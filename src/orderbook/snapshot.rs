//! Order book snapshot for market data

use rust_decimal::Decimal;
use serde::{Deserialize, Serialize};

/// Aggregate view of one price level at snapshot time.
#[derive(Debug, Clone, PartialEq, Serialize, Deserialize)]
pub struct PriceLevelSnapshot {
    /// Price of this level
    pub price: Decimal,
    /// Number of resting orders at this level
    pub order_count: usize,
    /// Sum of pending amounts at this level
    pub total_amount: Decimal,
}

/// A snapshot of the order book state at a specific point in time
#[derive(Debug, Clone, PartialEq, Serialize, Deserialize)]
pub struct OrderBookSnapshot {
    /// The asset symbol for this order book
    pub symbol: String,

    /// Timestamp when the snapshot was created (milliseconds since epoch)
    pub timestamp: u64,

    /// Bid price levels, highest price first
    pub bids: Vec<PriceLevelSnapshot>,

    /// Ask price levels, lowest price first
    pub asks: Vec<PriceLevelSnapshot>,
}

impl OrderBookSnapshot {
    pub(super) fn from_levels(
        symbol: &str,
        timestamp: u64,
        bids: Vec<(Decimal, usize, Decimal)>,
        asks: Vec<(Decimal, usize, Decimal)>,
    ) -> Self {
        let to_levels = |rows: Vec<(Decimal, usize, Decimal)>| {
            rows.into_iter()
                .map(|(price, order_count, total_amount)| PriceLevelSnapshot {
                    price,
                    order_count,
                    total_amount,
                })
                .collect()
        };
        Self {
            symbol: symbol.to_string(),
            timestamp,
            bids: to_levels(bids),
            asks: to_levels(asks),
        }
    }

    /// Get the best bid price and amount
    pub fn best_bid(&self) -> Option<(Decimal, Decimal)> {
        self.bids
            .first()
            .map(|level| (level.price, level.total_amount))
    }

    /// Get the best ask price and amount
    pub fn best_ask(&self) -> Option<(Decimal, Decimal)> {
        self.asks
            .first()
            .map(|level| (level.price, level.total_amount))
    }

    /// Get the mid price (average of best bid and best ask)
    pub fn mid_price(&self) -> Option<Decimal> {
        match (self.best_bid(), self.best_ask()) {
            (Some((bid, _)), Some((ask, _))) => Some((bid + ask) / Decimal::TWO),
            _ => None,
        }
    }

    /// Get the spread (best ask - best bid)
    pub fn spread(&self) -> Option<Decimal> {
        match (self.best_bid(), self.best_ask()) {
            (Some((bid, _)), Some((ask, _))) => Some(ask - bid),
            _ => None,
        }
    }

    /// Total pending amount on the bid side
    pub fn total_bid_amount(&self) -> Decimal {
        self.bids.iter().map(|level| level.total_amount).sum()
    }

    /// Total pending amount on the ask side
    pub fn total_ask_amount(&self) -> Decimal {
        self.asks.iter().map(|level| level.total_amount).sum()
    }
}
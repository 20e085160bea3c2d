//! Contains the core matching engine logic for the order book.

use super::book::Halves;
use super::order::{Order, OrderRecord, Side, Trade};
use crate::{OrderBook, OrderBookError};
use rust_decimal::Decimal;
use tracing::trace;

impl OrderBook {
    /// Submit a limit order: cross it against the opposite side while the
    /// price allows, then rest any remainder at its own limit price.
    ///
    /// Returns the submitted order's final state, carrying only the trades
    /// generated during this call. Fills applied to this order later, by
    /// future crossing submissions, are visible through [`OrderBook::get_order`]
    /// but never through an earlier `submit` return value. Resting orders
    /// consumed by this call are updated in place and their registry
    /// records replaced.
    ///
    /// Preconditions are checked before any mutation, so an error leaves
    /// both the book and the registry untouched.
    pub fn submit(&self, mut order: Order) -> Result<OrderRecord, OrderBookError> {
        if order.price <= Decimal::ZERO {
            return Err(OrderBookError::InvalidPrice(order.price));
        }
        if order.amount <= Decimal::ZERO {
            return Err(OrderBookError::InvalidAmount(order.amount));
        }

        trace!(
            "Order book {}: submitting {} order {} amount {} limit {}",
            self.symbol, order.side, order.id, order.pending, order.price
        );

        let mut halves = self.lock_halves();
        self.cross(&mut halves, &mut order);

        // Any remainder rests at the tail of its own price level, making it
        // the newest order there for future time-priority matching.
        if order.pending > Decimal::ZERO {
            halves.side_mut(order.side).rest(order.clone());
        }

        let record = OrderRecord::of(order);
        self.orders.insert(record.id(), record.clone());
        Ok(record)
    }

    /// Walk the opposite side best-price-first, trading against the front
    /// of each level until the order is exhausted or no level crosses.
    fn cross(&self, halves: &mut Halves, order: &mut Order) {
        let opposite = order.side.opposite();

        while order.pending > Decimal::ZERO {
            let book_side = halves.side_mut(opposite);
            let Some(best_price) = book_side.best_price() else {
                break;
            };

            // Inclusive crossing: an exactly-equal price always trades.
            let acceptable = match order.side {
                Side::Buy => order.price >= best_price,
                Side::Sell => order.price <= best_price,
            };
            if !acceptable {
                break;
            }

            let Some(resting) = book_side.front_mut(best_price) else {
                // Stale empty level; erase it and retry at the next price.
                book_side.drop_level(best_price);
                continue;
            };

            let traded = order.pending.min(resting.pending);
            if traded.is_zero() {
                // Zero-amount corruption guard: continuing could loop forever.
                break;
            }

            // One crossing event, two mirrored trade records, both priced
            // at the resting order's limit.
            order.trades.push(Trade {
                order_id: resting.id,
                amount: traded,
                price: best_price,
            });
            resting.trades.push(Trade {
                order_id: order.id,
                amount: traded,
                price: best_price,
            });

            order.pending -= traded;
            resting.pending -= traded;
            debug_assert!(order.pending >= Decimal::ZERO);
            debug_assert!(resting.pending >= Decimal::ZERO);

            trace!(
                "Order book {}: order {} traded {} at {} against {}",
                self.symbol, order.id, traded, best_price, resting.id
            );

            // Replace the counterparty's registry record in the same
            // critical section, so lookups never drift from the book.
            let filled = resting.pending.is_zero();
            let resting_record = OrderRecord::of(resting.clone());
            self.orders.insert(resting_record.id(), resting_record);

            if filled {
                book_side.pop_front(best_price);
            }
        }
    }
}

Problem details: Only the lines above starting with the one with "if order.amount <= Decimal::ZERO" and going through the one with "if order.pending >" are to be copied, word for word and with both ends kept.

Expected answer:
        if order.amount <= Decimal::ZERO {
            return Err(OrderBookError::InvalidAmount(order.amount));
        }

        trace!(
            "Order book {}: submitting {} order {} amount {} limit {}",
            self.symbol, order.side, order.id, order.pending, order.price
        );

        let mut halves = self.lock_halves();
        self.cross(&mut halves, &mut order);

        // Any remainder rests at the tail of its own price level, making it
        // the newest order there for future time-priority matching.
        if order.pending > Decimal::ZERO {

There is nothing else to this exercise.